The purpose of this study was to evaluate the Agency for Healthcare Research and Quality's (AHRQ's) children's health activities and determine the extent to which they reflected AHRQ's portfolios of research and resulted in publications in the peer-reviewed literature. The review assessed AHRQ-funded children's activities for the period 1990-2005 and related publications for the period 1996-2002. The evaluation showed that AHRQ's child health portfolio has changed over time with an increase in activities related to patient safety and health information technology, reflecting trends at AHRQ as a whole. Furthermore, AHRQ has contributed a substantial body of new knowledge as a result of its funding for children's health activities. The analysis also suggested that AHRQ's children's health activities have successfully disseminated research findings and new knowledge.
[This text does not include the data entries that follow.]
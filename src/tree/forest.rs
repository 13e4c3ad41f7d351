//! Tenant-partitioned collection of state trees

use super::tree::StructuredStateTree;
use crate::model::{Hash, TenantId};
use std::collections::{BTreeMap, BTreeSet};

/// Mapping from tenant to its state tree
#[derive(Clone, Debug, Default)]
pub struct StateForest {
    trees: BTreeMap<TenantId, StructuredStateTree>,
}

impl StateForest {
    pub fn new() -> Self {
        StateForest::default()
    }

    pub fn get(&self, tenant: &TenantId) -> Option<&StructuredStateTree> {
        self.trees.get(tenant)
    }

    pub fn get_mut(&mut self, tenant: &TenantId) -> Option<&mut StructuredStateTree> {
        self.trees.get_mut(tenant)
    }

    pub fn contains(&self, tenant: &TenantId) -> bool {
        self.trees.contains_key(tenant)
    }

    /// Tree for `tenant`, created empty if absent
    pub fn tree_mut(&mut self, tenant: &TenantId) -> &mut StructuredStateTree {
        self.trees.entry(tenant.clone()).or_default()
    }

    pub fn insert(&mut self, tenant: TenantId, tree: StructuredStateTree) {
        self.trees.insert(tenant, tree);
    }

    pub fn remove(&mut self, tenant: &TenantId) -> Option<StructuredStateTree> {
        self.trees.remove(tenant)
    }

    pub fn tenants(&self) -> impl Iterator<Item = &TenantId> {
        self.trees.keys()
    }

    pub fn iter(&self) -> impl Iterator<Item = (&TenantId, &StructuredStateTree)> {
        self.trees.iter()
    }

    pub fn len(&self) -> usize {
        self.trees.len()
    }

    pub fn is_empty(&self) -> bool {
        self.trees.is_empty()
    }

    /// Root hash of a tenant's tree, `None` when the tenant is untracked
    pub fn root_hash(&self, tenant: &TenantId) -> Option<Hash> {
        self.trees.get(tenant).map(StructuredStateTree::root_hash)
    }

    /// Tenants whose tree has no nodes left
    pub fn drained_tenants(&self) -> Vec<TenantId> {
        self.trees
            .iter()
            .filter(|(_, tree)| tree.is_empty())
            .map(|(tenant, _)| tenant.clone())
            .collect()
    }

    /// Drop every tenant not in `keep`, returning the dropped ones
    pub fn retain_tenants(&mut self, keep: &BTreeSet<TenantId>) -> Vec<TenantId> {
        let dropped: Vec<TenantId> = self
            .trees
            .keys()
            .filter(|t| !keep.contains(*t))
            .cloned()
            .collect();
        for tenant in &dropped {
            self.trees.remove(tenant);
        }
        dropped
    }
}

impl FromIterator<(TenantId, StructuredStateTree)> for StateForest {
    fn from_iter<I: IntoIterator<Item = (TenantId, StructuredStateTree)>>(iter: I) -> Self {
        StateForest {
            trees: iter.into_iter().collect(),
        }
    }
}

#[cfg(test)]
mod tests {
    use super::*;
    use crate::model::{Attributes, PathKey};

    #[test]
    fn test_tree_mut_creates_empty() {
        let mut forest = StateForest::new();
        let t1 = TenantId::new("t1");
        assert!(forest.get(&t1).is_none());

        forest.tree_mut(&t1);
        assert!(forest.get(&t1).unwrap().is_empty());
        assert_eq!(forest.root_hash(&t1), Some(Hash::ZERO));
        assert_eq!(forest.drained_tenants(), vec![t1]);
    }

    #[test]
    fn test_drained_tenants_excludes_populated() {
        let mut forest = StateForest::new();
        let t1 = TenantId::new("t1");
        let t2 = TenantId::new("t2");
        forest
            .tree_mut(&t1)
            .upsert(&PathKey::from_pairs([("VRF", "ctx")]), Attributes::new())
            .unwrap();
        forest.tree_mut(&t2);

        assert_eq!(forest.drained_tenants(), vec![t2]);
    }

    #[test]
    fn test_retain_tenants() {
        let mut forest: StateForest = ["a", "b", "c"]
            .into_iter()
            .map(|t| (TenantId::new(t), StructuredStateTree::new()))
            .collect();
        let keep: BTreeSet<TenantId> = [TenantId::new("b")].into_iter().collect();

        let dropped = forest.retain_tenants(&keep);
        assert_eq!(dropped, vec![TenantId::new("a"), TenantId::new("c")]);
        assert_eq!(forest.tenants().collect::<Vec<_>>(), vec![&TenantId::new("b")]);
    }
}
Zivin, K., Madden, J. M., Graves, A. J., and others (2009, December). "Cost-related medication nonadherence among beneficiaries with depression following Medicare Part D." (AHRQ grant HS10391). American Journal of Geriatric Psychiatry 17(12), pp. 1068-1076.
Despite increased prescription drug coverage with Medicare Part D, overall rates of cost-related nonadherence (CRN) and spending less on basic needs improved only somewhat since its implementation. Using data from the Medicare Current Beneficiary Surveys of 2004-2006, the researchers determined changes in CRN and forgoing basic needs to pay for drugs among Medicare beneficiaries with and without depressive symptoms before and after Part D implementation. The unadjusted, weighted annual prevalence of CRN among beneficiaries with depressive symptoms was 27 percent in 2004 and 2005, and 24 percent after Part D implementation in 2006, compared with 13 percent, 12 percent, and 9 percent, respectively, among beneficiaries without depressive symptoms. The annual prevalence of spending less on basic needs among depressed beneficiaries was 22 percent in 2004, 23 percent in 2005, and 19 percent in 2006, compared with 8 percent, 9 percent, and 5 percent, respectively, among beneficiaries without depressive symptoms.